(Records from a data collection)
------------------------------------------------------------
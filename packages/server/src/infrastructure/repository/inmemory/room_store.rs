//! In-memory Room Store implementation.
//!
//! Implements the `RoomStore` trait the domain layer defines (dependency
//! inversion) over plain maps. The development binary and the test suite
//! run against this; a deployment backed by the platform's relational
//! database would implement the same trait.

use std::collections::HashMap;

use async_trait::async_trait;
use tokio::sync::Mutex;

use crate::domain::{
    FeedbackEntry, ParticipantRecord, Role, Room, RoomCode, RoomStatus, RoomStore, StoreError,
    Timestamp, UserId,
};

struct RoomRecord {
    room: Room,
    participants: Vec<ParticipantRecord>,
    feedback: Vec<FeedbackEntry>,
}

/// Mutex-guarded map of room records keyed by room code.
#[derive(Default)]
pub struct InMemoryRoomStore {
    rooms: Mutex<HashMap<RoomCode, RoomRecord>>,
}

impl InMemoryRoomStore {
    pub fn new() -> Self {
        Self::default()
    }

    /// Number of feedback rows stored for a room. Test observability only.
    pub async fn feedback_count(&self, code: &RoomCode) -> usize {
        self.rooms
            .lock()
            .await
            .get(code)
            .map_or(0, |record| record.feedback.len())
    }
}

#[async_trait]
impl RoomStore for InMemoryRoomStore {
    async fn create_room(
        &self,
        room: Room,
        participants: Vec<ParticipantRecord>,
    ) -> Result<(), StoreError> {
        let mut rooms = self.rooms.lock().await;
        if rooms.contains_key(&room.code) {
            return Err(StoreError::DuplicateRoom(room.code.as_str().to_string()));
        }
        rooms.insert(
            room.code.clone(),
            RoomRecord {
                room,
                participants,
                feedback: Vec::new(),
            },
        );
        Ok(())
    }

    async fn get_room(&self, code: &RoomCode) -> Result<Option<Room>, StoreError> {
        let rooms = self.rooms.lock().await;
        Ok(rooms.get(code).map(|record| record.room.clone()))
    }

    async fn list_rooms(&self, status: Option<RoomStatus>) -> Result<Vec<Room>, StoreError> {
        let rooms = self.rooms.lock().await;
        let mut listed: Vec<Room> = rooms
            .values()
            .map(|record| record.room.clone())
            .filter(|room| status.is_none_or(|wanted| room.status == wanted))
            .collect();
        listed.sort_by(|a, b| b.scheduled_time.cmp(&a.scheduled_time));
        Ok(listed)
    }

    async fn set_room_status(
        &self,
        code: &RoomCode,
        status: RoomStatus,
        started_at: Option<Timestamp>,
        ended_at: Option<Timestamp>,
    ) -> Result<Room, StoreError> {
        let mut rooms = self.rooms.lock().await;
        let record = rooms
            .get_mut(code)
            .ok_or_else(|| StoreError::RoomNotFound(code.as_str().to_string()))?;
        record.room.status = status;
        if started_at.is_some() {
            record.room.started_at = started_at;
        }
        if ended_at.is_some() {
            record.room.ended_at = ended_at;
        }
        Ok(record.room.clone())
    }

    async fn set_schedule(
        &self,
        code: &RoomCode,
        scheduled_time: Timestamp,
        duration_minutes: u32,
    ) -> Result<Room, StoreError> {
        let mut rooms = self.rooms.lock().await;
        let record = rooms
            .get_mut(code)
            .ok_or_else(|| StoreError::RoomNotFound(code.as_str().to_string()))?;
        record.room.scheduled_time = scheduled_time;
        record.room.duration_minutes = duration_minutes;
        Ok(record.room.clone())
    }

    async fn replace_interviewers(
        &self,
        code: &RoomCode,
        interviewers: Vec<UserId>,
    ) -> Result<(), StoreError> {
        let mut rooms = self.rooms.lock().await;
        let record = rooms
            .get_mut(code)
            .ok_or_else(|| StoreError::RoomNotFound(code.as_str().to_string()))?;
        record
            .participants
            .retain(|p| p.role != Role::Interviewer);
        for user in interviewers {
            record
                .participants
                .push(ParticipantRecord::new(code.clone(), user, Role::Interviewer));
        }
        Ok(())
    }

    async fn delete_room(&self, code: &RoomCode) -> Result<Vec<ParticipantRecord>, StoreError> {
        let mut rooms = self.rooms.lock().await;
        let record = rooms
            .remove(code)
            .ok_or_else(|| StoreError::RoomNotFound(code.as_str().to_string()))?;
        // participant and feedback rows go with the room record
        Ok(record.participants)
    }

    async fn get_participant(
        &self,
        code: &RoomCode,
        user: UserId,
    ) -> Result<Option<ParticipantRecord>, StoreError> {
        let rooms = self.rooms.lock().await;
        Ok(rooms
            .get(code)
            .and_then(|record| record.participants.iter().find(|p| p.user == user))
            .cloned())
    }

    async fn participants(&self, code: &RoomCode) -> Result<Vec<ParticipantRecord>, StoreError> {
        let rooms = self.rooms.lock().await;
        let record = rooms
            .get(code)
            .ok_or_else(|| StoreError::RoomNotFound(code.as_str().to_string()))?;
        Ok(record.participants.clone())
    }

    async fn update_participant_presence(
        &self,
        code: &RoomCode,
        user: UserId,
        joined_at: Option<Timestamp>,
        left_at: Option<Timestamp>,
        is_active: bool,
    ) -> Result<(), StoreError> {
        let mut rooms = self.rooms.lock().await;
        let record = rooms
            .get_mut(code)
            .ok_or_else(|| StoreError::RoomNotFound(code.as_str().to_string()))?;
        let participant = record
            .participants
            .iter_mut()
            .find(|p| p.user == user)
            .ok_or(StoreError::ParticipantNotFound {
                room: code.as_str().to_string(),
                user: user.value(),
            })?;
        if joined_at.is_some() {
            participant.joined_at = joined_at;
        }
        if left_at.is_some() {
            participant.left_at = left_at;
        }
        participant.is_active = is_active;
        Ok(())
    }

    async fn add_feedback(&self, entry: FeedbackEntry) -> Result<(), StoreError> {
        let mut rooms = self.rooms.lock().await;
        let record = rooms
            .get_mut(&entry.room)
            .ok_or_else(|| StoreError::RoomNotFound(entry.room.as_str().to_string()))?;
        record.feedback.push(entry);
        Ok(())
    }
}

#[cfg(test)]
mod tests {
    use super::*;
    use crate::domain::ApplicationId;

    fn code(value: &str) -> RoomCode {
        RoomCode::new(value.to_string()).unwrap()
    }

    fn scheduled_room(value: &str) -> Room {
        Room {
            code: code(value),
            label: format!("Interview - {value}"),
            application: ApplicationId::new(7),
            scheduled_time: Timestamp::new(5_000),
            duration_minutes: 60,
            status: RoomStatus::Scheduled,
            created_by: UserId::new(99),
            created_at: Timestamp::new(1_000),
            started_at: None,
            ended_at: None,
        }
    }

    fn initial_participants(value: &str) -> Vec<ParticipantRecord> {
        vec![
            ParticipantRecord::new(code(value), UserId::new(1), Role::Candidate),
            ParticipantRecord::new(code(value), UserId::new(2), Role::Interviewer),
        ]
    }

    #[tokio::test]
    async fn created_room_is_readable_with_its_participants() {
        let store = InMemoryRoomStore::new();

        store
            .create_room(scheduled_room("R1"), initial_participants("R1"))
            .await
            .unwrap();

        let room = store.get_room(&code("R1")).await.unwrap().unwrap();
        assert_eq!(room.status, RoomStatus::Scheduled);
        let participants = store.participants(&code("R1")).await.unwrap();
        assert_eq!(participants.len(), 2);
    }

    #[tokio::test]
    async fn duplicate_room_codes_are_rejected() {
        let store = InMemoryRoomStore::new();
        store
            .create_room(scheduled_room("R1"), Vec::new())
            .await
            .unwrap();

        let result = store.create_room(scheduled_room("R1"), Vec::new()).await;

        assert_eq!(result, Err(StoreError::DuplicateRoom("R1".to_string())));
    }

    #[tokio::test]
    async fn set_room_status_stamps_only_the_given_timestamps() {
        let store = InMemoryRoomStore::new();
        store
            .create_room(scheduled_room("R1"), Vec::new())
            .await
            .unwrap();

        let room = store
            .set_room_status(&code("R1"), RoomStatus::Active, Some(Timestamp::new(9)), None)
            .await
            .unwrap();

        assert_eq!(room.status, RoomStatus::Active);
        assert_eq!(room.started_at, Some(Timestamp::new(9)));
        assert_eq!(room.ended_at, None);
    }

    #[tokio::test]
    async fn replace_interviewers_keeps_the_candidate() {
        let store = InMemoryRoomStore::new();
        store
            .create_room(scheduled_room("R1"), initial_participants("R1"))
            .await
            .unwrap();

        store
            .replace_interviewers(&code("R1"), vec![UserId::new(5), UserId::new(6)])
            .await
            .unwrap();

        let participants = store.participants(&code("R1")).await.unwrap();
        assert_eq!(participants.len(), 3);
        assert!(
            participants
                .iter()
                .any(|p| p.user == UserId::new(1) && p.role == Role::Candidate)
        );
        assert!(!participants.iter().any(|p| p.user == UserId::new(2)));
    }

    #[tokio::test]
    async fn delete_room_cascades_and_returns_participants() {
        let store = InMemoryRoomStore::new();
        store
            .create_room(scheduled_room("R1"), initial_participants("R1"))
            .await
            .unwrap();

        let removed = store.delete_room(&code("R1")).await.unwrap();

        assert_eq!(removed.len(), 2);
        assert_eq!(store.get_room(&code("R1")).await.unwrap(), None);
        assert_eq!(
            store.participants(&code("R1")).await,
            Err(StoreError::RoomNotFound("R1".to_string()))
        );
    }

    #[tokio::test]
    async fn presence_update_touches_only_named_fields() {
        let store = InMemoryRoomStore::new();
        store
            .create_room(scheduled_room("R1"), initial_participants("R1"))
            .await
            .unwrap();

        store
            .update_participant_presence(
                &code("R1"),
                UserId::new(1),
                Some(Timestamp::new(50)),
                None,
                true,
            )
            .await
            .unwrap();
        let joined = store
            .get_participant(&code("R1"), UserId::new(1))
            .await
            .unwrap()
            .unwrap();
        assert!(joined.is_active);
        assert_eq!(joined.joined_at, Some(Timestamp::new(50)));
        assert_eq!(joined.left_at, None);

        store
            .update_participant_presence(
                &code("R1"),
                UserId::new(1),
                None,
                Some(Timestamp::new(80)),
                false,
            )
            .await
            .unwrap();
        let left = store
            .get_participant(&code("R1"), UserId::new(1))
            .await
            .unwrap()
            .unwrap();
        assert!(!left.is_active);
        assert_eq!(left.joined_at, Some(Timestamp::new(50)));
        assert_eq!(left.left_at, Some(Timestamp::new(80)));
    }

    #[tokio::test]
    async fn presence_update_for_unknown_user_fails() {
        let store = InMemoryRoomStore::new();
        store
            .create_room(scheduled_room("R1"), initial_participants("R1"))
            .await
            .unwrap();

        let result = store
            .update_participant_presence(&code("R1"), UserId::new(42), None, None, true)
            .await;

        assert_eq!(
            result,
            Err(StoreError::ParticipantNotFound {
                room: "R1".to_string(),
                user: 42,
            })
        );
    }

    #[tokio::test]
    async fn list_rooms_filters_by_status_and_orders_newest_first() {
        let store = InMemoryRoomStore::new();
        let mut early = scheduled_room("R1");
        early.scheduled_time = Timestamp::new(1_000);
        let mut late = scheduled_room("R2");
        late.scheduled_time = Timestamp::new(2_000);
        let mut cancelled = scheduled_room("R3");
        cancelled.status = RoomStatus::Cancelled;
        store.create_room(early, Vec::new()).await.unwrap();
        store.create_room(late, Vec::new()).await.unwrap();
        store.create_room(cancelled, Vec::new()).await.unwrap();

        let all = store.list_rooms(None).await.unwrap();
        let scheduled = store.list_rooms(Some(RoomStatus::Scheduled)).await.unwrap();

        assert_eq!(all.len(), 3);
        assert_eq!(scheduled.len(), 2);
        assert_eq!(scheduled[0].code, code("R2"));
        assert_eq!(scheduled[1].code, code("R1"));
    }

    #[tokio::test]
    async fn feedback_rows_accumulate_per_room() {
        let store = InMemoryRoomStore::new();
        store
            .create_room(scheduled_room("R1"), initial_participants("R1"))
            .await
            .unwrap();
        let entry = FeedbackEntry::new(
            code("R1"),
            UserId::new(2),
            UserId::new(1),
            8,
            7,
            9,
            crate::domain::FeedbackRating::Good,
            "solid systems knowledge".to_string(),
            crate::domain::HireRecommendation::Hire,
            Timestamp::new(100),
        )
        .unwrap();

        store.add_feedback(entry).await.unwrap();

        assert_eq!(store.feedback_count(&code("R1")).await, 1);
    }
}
------------------------------------------------------------
EXERCISE DETAILS
Every line that contains the string "early" should be copied from the records.

TASK RESULT
        let mut early = scheduled_room("R1");
        early.scheduled_time = Timestamp::new(1_000);
        store.create_room(early, Vec::new()).await.unwrap();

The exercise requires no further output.